Если мы продолжим приведенную цитату из трактата VI 3, то мы увидим, как эту свою теорию Плотин применяет к искусствам (VI 3, 16, 13-33).
"Да и об искусствах, которые относятся к смысловой области (logoys), можно испытать затруднение, относятся ли они [только] к здешним качествам. Ведь если даже эта смысловая область (logos) проявляет себя в материи, то материей для них является душа. Но даже если она и в материи [как в таковой], нужно исследовать, каким образом она здесь. Возьмем искусство кифареда [то же сравнение, более подробно, в III 6, 4, 47-52]. Ведь к этому искусству относится умение перебирать струны, и отдельным его моментом является мелодия, то есть чувственное звучание, если только, вместо момента, не считать ее [цельными художественными] актами [т.е. реализацией этого искусства]. Но во всяком случае это – чувственные акты; поэтому, хотя прекрасное в телах и бестелесно, то все же мы приписываем его в качестве чувственного тому, что касается тела и относится к нему. Что касается геометрии и арифметики, то мы считаем их двоякими: одно надо полагать именно в сфере этого [чувственного] качества; другое же, относящееся к самой душевной реальности, надо полагать там, в умном. Так же говорит Платон и о музыке, и об астрономии (Phileb. 56 а – 57 d; R. Р. VII 529 с – 530 b).

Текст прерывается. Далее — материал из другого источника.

// Copyright (C) 2026  Caprica Software Limited
//
// This program is free software: you can redistribute it and/or modify
// it under the terms of the GNU General Public License as published by
// the Free Software Foundation, either version 3 of the License, or
// (at your option) any later version.
//
// This program is distributed in the hope that it will be useful,
// but WITHOUT ANY WARRANTY; without even the implied warranty of
// MERCHANTABILITY or FITNESS FOR A PARTICULAR PURPOSE.  See the
// GNU General Public License for more details.
//
// You should have received a copy of the GNU General Public License
// along with this program.  If not, see <https://www.gnu.org/licenses/>.

//! UI rendering logic for the credit table.
//!
//! Every cell is produced by the display formatters, this module only lays
//! out columns and applies the theme.

use ratatui::{
    Frame,
    layout::{Alignment, Constraint, Rect},
    style::{Modifier, Style},
    text::Line,
    widgets::{Block, Cell, Row, Table},
};

use crate::{
    components::credit_table::CreditTable,
    model::Credit,
    render::Render,
    theme::Theme,
    util::format::{
        format_boolean_flag, format_category_code, format_currency, format_date, format_rate,
    },
};

const HEADERS: [&str; 10] = [
    "Crédito",
    "NFS-e",
    "Constituição",
    "Valor ISSQN",
    "Tipo",
    "Simples Nacional",
    "Alíquota",
    "Valor Faturado",
    "Dedução",
    "Base de Cálculo",
];

// Columns holding numbers are right aligned.
const NUMERIC_COLUMNS: [usize; 5] = [3, 6, 7, 8, 9];

impl Render for CreditTable<'_> {
    fn draw(&mut self, f: &mut Frame, area: Rect, theme: &Theme) {
        let rows = self.credits.iter().map(|credit| {
            Row::new(
                credit_cells(credit)
                    .into_iter()
                    .enumerate()
                    .map(|(column, text)| cell(column, text, theme)),
            )
        });

        let header = Row::new(
            HEADERS
                .iter()
                .enumerate()
                .map(|(column, title)| Cell::from(Line::from(*title).alignment(alignment(column)))),
        )
        .style(
            Style::default()
                .fg(theme.accent_colour)
                .add_modifier(Modifier::BOLD),
        )
        .bottom_margin(1);

        let table = Table::new(
            rows,
            [
                Constraint::Length(10),
                Constraint::Length(10),
                Constraint::Length(12),
                Constraint::Min(12),
                Constraint::Length(8),
                Constraint::Length(16),
                Constraint::Length(9),
                Constraint::Min(14),
                Constraint::Min(12),
                Constraint::Min(15),
            ],
        )
        .header(header)
        .column_spacing(2)
        .row_highlight_style(
            Style::default()
                .bg(theme.highlight_bg)
                .fg(theme.highlight_fg),
        )
        .block(Block::default());

        f.render_stateful_widget(table, area, &mut *self.table_state);
    }
}

fn credit_cells(credit: &Credit) -> [String; 10] {
    [
        credit.credit_number.clone().unwrap_or_default(),
        credit.invoice_number.clone().unwrap_or_default(),
        format_date(credit.constituted_on.as_deref().unwrap_or_default()),
        format_currency(credit.tax_amount),
        format_category_code(credit.category.as_deref().unwrap_or_default()),
        format_boolean_flag(credit.simplified_regime.unwrap_or(false)),
        format_rate(credit.rate),
        format_currency(credit.invoiced_amount),
        format_currency(credit.deduction_amount),
        format_currency(credit.tax_base),
    ]
}

fn alignment(column: usize) -> Alignment {
    if NUMERIC_COLUMNS.contains(&column) {
        Alignment::Right
    } else {
        Alignment::Left
    }
}

fn cell(column: usize, text: String, theme: &Theme) -> Cell<'static> {
    let fg = match column {
        0 | 1 => theme.table_number_fg,
        2 => theme.table_date_fg,
        _ if NUMERIC_COLUMNS.contains(&column) => theme.table_amount_fg,
        _ => theme.table_text_fg,
    };

    Cell::from(
        Line::from(text)
            .style(Style::default().fg(fg))
            .alignment(alignment(column)),
    )
}

#[cfg(test)]
mod tests {
    use super::*;

    #[test]
    fn cells_are_rendered_through_formatters() {
        let credit = Credit {
            credit_number: Some("123456".to_string()),
            invoice_number: Some("7891011".to_string()),
            constituted_on: Some("2024-02-25".to_string()),
            tax_amount: Some(1500.75),
            category: Some("issqn".to_string()),
            simplified_regime: Some(true),
            rate: Some(5.0),
            invoiced_amount: Some(30000.0),
            deduction_amount: Some(5000.0),
            tax_base: Some(25000.0),
        };

        assert_eq!(
            credit_cells(&credit),
            [
                "123456",
                "7891011",
                "25/02/2024",
                "R$\u{a0}1.500,75",
                "ISSQN",
                "Sim",
                "5.00%",
                "R$\u{a0}30.000,00",
                "R$\u{a0}5.000,00",
                "R$\u{a0}25.000,00",
            ]
            .map(String::from)
        );
    }

    #[test]
    fn missing_fields_render_empty() {
        let cells = credit_cells(&Credit::default());

        assert_eq!(cells[5], "Não");
        assert!(cells.iter().enumerate().all(|(i, c)| i == 5 || c.is_empty()));
    }
}
// Copyright (C) 2026  Caprica Software Limited
//
// This program is free software: you can redistribute it and/or modify
// it under the terms of the GNU General Public License as published by
// the Free Software Foundation, either version 3 of the License, or
// (at your option) any later version.
//
// This program is distributed in the hope that it will be useful,
// but WITHOUT ANY WARRANTY; without even the implied warranty of
// MERCHANTABILITY or FITNESS FOR A PARTICULAR PURPOSE.  See the
// GNU General Public License for more details.
//
// You should have received a copy of the GNU General Public License
// along with this program.  If not, see <https://www.gnu.org/licenses/>.

//! Terminal environment and styling utilities.
//!
//! This module provides functions to manipulate the terminal emulator's
//! properties, such as background colors, using OSC (Operating System Command)
//! escape sequences.
//!
//! # Compatibility
//!
//! These functions rely on the terminal emulator supporting the specific OSC
//! codes. Most modern terminals (XTerm, iTerm2, Alacritty, Kitty) support these
//! sequences.

use std::io::{self, Write};

/// Sets the terminal background color using an OSC 11 escape sequence.
///
/// # Arguments
///
/// * `hex_color` - A string slice representing the color (e.g., `"#1e1e1e"`).
pub(crate) fn set_terminal_bg(hex_color: &str) -> io::Result<()> {
    write_sequence(&format!("\x1b]11;{}\x07", hex_color))
}

/// Resets the terminal background to its default color (OSC 111).
pub(crate) fn reset_terminal_bg() -> io::Result<()> {
    write_sequence("\x1b]111\x07")
}

fn write_sequence(sequence: &str) -> io::Result<()> {
    let mut stdout = io::stdout();
    stdout.write_all(sequence.as_bytes())?;
    stdout.flush()
}
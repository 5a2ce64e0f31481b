// Copyright (C) 2026  Caprica Software Limited
//
// This program is free software: you can redistribute it and/or modify
// it under the terms of the GNU General Public License as published by
// the Free Software Foundation, either version 3 of the License, or
// (at your option) any later version.
//
// This program is distributed in the hope that it will be useful,
// but WITHOUT ANY WARRANTY; without even the implied warranty of
// MERCHANTABILITY or FITNESS FOR A PARTICULAR PURPOSE.  See the
// GNU General Public License for more details.
//
// You should have received a copy of the GNU General Public License
// along with this program.  If not, see <https://www.gnu.org/licenses/>.

//! Credit search state.
//!
//! [`SearchState`] is the state machine behind the search screen. A search
//! is validated locally, dispatched as a [`SearchRequest`] tagged with a
//! sequence number, and later completed with the API outcome. Completions
//! for anything but the latest request are dropped, so overlapping searches
//! can never leave stale results on screen.

use tracing::debug;

use crate::{
    client::ClientError,
    model::{Credit, SearchMode},
    util::format::is_numeric_only,
};

pub(crate) const MISSING_TERM: &str = "Informe o número da NFe ou do Crédito.";
pub(crate) const NON_NUMERIC_TERM: &str = "Digite apenas números no campo de pesquisa.";
pub(crate) const NO_RESULTS: &str = "Nenhum crédito encontrado.";

#[derive(Debug, Clone, Copy, Default, PartialEq, Eq)]
pub(crate) enum SearchPhase {
    #[default]
    Idle,
    /// Rejected by local validation, no request was sent.
    Rejected,
    Loading,
    Success,
    Failed,
}

/// A validated search ready to be sent to the API.
#[derive(Debug, Clone, PartialEq, Eq)]
pub(crate) struct SearchRequest {
    pub(crate) seq: u64,
    pub(crate) mode: SearchMode,
    pub(crate) term: String,
}

/// What the API produced for a request, already shaped by mode.
#[derive(Debug)]
pub(crate) enum SearchResponse {
    Credits(Vec<Credit>),
    Credit(Option<Credit>),
}

impl SearchResponse {
    fn into_credits(self) -> Vec<Credit> {
        match self {
            SearchResponse::Credits(credits) => credits,
            SearchResponse::Credit(credit) => credit.into_iter().collect(),
        }
    }
}

#[derive(Debug, Default)]
pub(crate) struct SearchState {
    pub(crate) mode: SearchMode,
    pub(crate) term: String,
    phase: SearchPhase,
    error: Option<String>,
    credits: Vec<Credit>,
    last_seq: u64,
}

impl SearchState {
    pub(crate) fn new() -> Self {
        Self::default()
    }

    pub(crate) fn phase(&self) -> SearchPhase {
        self.phase
    }

    pub(crate) fn is_loading(&self) -> bool {
        self.phase == SearchPhase::Loading
    }

    pub(crate) fn error(&self) -> Option<&str> {
        self.error.as_deref()
    }

    pub(crate) fn credits(&self) -> &[Credit] {
        &self.credits
    }

    pub(crate) fn toggle_mode(&mut self) {
        self.mode = self.mode.toggled();
    }

    /// Starts a new search for the current mode and term.
    ///
    /// Prior results and errors are always cleared. Returns the request to
    /// dispatch, or `None` when the term failed local validation, in which
    /// case the validation message is available from [`Self::error`].
    pub(crate) fn submit(&mut self) -> Option<SearchRequest> {
        self.error = None;
        self.credits.clear();

        if self.term.is_empty() {
            return self.reject(MISSING_TERM);
        }

        if !is_numeric_only(&self.term) {
            return self.reject(NON_NUMERIC_TERM);
        }

        self.last_seq += 1;
        self.phase = SearchPhase::Loading;

        Some(SearchRequest {
            seq: self.last_seq,
            mode: self.mode,
            term: self.term.clone(),
        })
    }

    fn reject(&mut self, message: &str) -> Option<SearchRequest> {
        self.phase = SearchPhase::Rejected;
        self.error = Some(message.to_string());
        None
    }

    /// Applies the outcome of request `seq`.
    ///
    /// Returns false, leaving the state untouched, when `seq` is not the most
    /// recently dispatched request.
    pub(crate) fn complete(
        &mut self,
        seq: u64,
        mode: SearchMode,
        outcome: Result<SearchResponse, ClientError>,
    ) -> bool {
        if seq != self.last_seq || !self.is_loading() {
            debug!(seq, latest = self.last_seq, "Dropping stale search completion");
            return false;
        }

        match outcome {
            Ok(response) => {
                self.credits = response.into_credits();
                if self.credits.is_empty() {
                    self.error = Some(NO_RESULTS.to_string());
                }
                self.phase = SearchPhase::Success;
            }

            Err(error) => {
                let message = error
                    .server_message()
                    .unwrap_or_else(|| mode.fallback_error());
                self.error = Some(message.to_string());
                self.credits.clear();
                self.phase = SearchPhase::Failed;
            }
        }

        true
    }
}
// Copyright (C) 2026  Caprica Software Limited
//
// This program is free software: you can redistribute it and/or modify
// it under the terms of the GNU General Public License as published by
// the Free Software Foundation, either version 3 of the License, or
// (at your option) any later version.
//
// This program is distributed in the hope that it will be useful,
// but WITHOUT ANY WARRANTY; without even the implied warranty of
// MERCHANTABILITY or FITNESS FOR A PARTICULAR PURPOSE.  See the
// GNU General Public License for more details.
//
// You should have received a copy of the GNU General Public License
// along with this program.  If not, see <https://www.gnu.org/licenses/>.

//! Rendering for the search view: mode selector, term input, status line
//! and the results table.

use ratatui::{
    Frame,
    layout::{Constraint, Direction, Layout, Rect},
    style::{Modifier, Style},
    text::{Line, Span},
    widgets::{Block, Borders, Paragraph},
};

use crate::{
    components::SearchView,
    model::{SearchMode, search::SearchPhase},
    render::{Render, draw_input},
    theme::Theme,
};

impl Render for SearchView {
    fn draw(&mut self, f: &mut Frame, area: Rect, theme: &Theme) {
        let layout = Layout::default()
            .direction(Direction::Vertical)
            .constraints([
                Constraint::Length(1),
                Constraint::Length(3),
                Constraint::Length(1),
                Constraint::Min(0),
            ])
            .split(area);

        self.draw_mode_selector(f, layout[0], theme);

        let title = match self.state.mode {
            SearchMode::Invoice => " Número da NFS-e ",
            SearchMode::Credit => " Número do Crédito ",
        };
        draw_input(f, layout[1], &self.input, title, self.is_active, false, theme);

        self.draw_status_line(f, layout[2], theme);

        let results = Block::default()
            .borders(Borders::TOP)
            .border_style(Style::default().fg(theme.border_colour))
            .title(format!(" Resultados ({}) ", self.state.credits().len()));
        let inner = results.inner(layout[3]);
        f.render_widget(results, layout[3]);

        let credits = self.state.credits();
        self.credit_table.as_widget(credits).draw(f, inner, theme);
    }
}

impl SearchView {
    fn draw_mode_selector(&self, f: &mut Frame, area: Rect, theme: &Theme) {
        let mut spans = vec![Span::raw("Buscar por: ")];
        for mode in [SearchMode::Invoice, SearchMode::Credit] {
            let style = if mode == self.state.mode {
                Style::default()
                    .fg(theme.accent_colour)
                    .add_modifier(Modifier::BOLD | Modifier::REVERSED)
            } else {
                Style::default().fg(theme.muted_colour)
            };
            spans.push(Span::styled(format!(" {} ", mode.label()), style));
            spans.push(Span::raw(" "));
        }
        spans.push(Span::styled("(Tab alterna)", Style::default().fg(theme.muted_colour)));

        f.render_widget(Paragraph::new(Line::from(spans)), area);
    }

    fn draw_status_line(&self, f: &mut Frame, area: Rect, theme: &Theme) {
        let line = match (self.state.phase(), self.state.error()) {
            (SearchPhase::Loading, _) => {
                Line::styled("Buscando...", Style::default().fg(theme.accent_colour))
            }
            (SearchPhase::Idle, _) => Line::styled(
                "Digite o número e pressione Enter",
                Style::default().fg(theme.muted_colour),
            ),
            (_, Some(error)) => {
                Line::styled(error.to_string(), Style::default().fg(theme.error_colour))
            }
            (_, None) => Line::default(),
        };

        f.render_widget(Paragraph::new(line), area);
    }
}
// crates/tapecut-core/src/media_types.rs
//
// Types that flow between tapecut-media and whatever front-end drives it.
// Plain data shared between the engine and its front-ends. No FFmpeg types.

use std::fmt;
use std::path::PathBuf;

use serde::{Deserialize, Serialize};

/// Container / stream parameters read once when a file is opened.
#[derive(Clone, Debug, Default, PartialEq, Serialize, Deserialize)]
pub struct MediaInfo {
    pub path:           PathBuf,
    /// Short demuxer name, e.g. `mov,mp4,m4a,3gp,3g2,mj2` or `avi`.
    pub format_name:    String,
    /// Seconds. `None` when the container reports zero or a negative value.
    pub duration:       Option<f64>,
    pub width:          u32,
    pub height:         u32,
    /// Average frame rate in frames per second, `None` for audio-only files.
    pub frame_rate:     Option<f64>,
    pub pixel_format:   Option<String>,
    /// Bits per second, `None` when the stream does not report one.
    pub video_bitrate:  Option<u64>,
    pub sample_rate:    Option<u32>,
    pub channels:       u16,
    pub has_video:      bool,
    pub has_audio:      bool,
}

impl MediaInfo {
    /// Duration of one video frame in seconds, if a frame rate is known.
    pub fn frame_duration(&self) -> Option<f64> {
        self.frame_rate.filter(|r| *r > 0.0).map(|r| 1.0 / r)
    }
}

impl fmt::Display for MediaInfo {
    fn fmt(&self, f: &mut fmt::Formatter<'_>) -> fmt::Result {
        writeln!(f, "File:           {}", self.path.display())?;
        writeln!(f, "Format:         {}", self.format_name)?;
        match self.duration {
            Some(d) => writeln!(f, "Duration:       {}", crate::helpers::time::format_duration(d))?,
            None    => writeln!(f, "Duration:       unknown")?,
        }
        if self.has_video {
            writeln!(f, "Video:          {}x{}", self.width, self.height)?;
            if let Some(r) = self.frame_rate {
                writeln!(f, "Frame Rate:     {r:.3}")?;
            }
            if let Some(p) = &self.pixel_format {
                writeln!(f, "Pixel Format:   {p}")?;
            }
            if let Some(b) = self.video_bitrate {
                writeln!(f, "Video Bitrate:  {} kb/s", b / 1000)?;
            }
        }
        if self.has_audio {
            writeln!(f, "Audio Channels: {}", self.channels)?;
            if let Some(r) = self.sample_rate {
                writeln!(f, "Sample Rate:    {r} Hz")?;
            }
        }
        Ok(())
    }
}

/// A decoded RGBA frame, de-striped (each row exactly `width * 4` bytes).
#[derive(Clone, Debug, PartialEq)]
pub struct VideoFrame {
    pub width:     u32,
    pub height:    u32,
    /// Source timestamp in seconds.
    pub timestamp: f64,
    pub data:      Vec<u8>,
}

impl VideoFrame {
    pub fn is_well_formed(&self) -> bool {
        self.data.len() == self.width as usize * self.height as usize * 4
    }
}

/// The two independent preview slots of a trim view.
#[derive(Clone, Copy, Debug, PartialEq, Eq, PartialOrd, Ord, Hash, Serialize, Deserialize)]
pub enum PreviewSlot {
    Start,
    End,
}

impl PreviewSlot {
    pub const ALL: [PreviewSlot; 2] = [PreviewSlot::Start, PreviewSlot::End];

    pub fn label(self) -> &'static str {
        match self {
            PreviewSlot::Start => "start",
            PreviewSlot::End   => "end",
        }
    }
}

/// Identifies one preview request. Increases per slot.
#[derive(Clone, Copy, Debug, PartialEq, Eq, PartialOrd, Ord, Hash)]
pub struct PreviewTicket {
    pub slot:       PreviewSlot,
    pub generation: u64,
}

/// Results sent from the preview threads to the front-end.
///
/// A superseded request sends nothing at all.
#[derive(Clone, Debug)]
pub enum PreviewResult {
    Frame   { ticket: PreviewTicket, timestamp: f64, frame: VideoFrame },
    /// Out-of-range timestamp, audio-only source, or the grab gave up.
    NoFrame { ticket: PreviewTicket, timestamp: f64 },
}

impl PreviewResult {
    pub fn ticket(&self) -> PreviewTicket {
        match self {
            PreviewResult::Frame { ticket, .. } | PreviewResult::NoFrame { ticket, .. } => *ticket,
        }
    }

    pub fn frame(&self) -> Option<&VideoFrame> {
        match self {
            PreviewResult::Frame { frame, .. } => Some(frame),
            PreviewResult::NoFrame { .. }      => None,
        }
    }
}

#[cfg(test)]
mod tests {
    use super::*;

    #[test]
    fn frame_duration_from_rate() {
        let info = MediaInfo { frame_rate: Some(25.0), ..Default::default() };
        assert!((info.frame_duration().unwrap() - 0.04).abs() < 1e-9);
        let audio_only = MediaInfo::default();
        assert!(audio_only.frame_duration().is_none());
    }

    #[test]
    fn tickets_order_by_slot_then_generation() {
        let start = |generation| PreviewTicket { slot: PreviewSlot::Start, generation };
        assert!(start(1) < start(2));
        assert!(start(9) < PreviewTicket { slot: PreviewSlot::End, generation: 1 });
        let mut tickets = vec![start(3), start(1), start(2)];
        tickets.sort();
        assert_eq!(tickets, [start(1), start(2), start(3)]);
    }

    #[test]
    fn well_formed_frame() {
        let f = VideoFrame { width: 2, height: 2, timestamp: 0.0, data: vec![0; 16] };
        assert!(f.is_well_formed());
        let bad = VideoFrame { data: vec![0; 15], ..f };
        assert!(!bad.is_well_formed());
    }

    #[test]
    fn display_lists_stream_parameters() {
        let info = MediaInfo {
            path:         PathBuf::from("tape.mp4"),
            format_name:  "mov,mp4,m4a,3gp,3g2,mj2".into(),
            duration:     Some(120.0),
            width:        720,
            height:       480,
            frame_rate:   Some(29.97),
            has_video:    true,
            has_audio:    true,
            channels:     2,
            sample_rate:  Some(48_000),
            ..Default::default()
        };
        let text = info.to_string();
        assert!(text.contains("720x480"));
        assert!(text.contains("2:00"));
        assert!(text.contains("48000 Hz"));
    }
}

Поэтому искусства, существующие относительно тел и пользующиеся чувственными инструментами и чувственным восприятием, хотя они и являются состояниями души, нужно помещать в сфере этого [чувственного] качества, раз уж она склоняется [здесь] книзу. Потому ничто не мешает относить сюда и практические добродетели, которые действуют в целях политического поведения, поскольку они не отделяют души [от чувственной сферы] в смысле увода ее к тамошнему, но проявляют деятельность в смысле прекрасного здесь, полагая, правда, что это предпочтительно, но не обязательно (ср. I 2, 1){2}. Поэтому и прекрасное в семени и тем более черное и белое находится также среди [чувственных] качеств" (ср. VI 7, 5).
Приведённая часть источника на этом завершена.